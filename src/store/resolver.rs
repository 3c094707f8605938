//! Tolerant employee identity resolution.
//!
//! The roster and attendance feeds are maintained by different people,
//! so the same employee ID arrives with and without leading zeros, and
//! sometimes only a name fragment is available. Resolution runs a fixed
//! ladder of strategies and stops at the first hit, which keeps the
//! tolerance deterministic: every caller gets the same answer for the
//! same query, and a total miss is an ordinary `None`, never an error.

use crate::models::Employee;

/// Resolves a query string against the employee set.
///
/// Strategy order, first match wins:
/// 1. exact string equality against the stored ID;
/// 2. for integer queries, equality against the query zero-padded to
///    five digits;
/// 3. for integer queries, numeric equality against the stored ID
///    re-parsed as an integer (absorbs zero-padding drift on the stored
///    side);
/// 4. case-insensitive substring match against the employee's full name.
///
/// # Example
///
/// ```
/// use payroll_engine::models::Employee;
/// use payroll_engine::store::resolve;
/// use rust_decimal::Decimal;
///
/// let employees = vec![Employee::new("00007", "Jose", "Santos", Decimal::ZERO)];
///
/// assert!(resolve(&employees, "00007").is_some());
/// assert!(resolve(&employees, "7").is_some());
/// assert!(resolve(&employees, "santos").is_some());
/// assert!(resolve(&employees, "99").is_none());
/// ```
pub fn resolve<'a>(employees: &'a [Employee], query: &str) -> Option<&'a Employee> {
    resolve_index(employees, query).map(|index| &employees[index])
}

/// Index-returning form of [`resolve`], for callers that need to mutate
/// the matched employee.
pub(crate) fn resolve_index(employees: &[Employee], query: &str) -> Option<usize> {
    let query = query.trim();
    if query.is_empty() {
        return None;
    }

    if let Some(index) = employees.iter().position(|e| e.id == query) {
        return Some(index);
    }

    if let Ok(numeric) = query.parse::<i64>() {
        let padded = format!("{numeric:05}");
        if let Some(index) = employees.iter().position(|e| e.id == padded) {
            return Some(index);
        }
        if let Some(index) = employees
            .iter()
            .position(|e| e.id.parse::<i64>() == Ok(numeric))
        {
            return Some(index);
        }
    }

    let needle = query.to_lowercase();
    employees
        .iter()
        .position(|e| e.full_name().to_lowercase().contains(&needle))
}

▬▬▬▬▬▬

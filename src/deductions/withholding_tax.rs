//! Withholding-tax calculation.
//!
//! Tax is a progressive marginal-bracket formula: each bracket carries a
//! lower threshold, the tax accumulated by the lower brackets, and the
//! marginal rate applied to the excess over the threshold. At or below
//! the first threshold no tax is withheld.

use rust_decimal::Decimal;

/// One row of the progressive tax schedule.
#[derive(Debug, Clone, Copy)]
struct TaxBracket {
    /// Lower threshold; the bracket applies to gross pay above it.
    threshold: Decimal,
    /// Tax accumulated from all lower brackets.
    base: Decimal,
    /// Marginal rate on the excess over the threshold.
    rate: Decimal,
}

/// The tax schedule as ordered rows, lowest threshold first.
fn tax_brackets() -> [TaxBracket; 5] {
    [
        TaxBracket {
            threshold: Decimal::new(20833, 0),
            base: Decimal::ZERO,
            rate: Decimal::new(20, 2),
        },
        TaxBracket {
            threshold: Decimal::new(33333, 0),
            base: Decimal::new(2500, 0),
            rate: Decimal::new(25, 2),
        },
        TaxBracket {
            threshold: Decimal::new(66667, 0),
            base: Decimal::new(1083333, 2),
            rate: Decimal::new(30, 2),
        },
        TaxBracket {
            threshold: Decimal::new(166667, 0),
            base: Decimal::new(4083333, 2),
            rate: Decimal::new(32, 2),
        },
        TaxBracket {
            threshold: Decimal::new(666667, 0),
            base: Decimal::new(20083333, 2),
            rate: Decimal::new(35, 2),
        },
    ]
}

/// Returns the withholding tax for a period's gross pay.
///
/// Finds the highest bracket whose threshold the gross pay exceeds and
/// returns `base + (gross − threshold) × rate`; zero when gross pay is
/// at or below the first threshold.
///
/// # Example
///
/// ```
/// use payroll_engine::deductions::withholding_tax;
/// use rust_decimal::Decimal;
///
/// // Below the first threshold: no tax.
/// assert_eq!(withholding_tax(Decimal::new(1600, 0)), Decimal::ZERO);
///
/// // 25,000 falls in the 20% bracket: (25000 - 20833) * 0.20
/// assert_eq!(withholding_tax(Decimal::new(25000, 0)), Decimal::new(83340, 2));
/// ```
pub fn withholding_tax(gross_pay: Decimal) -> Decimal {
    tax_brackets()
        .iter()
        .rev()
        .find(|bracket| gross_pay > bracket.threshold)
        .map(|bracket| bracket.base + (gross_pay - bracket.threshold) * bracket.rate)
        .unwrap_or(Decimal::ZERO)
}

▬▬▬▬▬▬

PROBLEM TO WORK ON:
Tell how many lines above include the word "numeric". Give the number alone.

REPLY:
4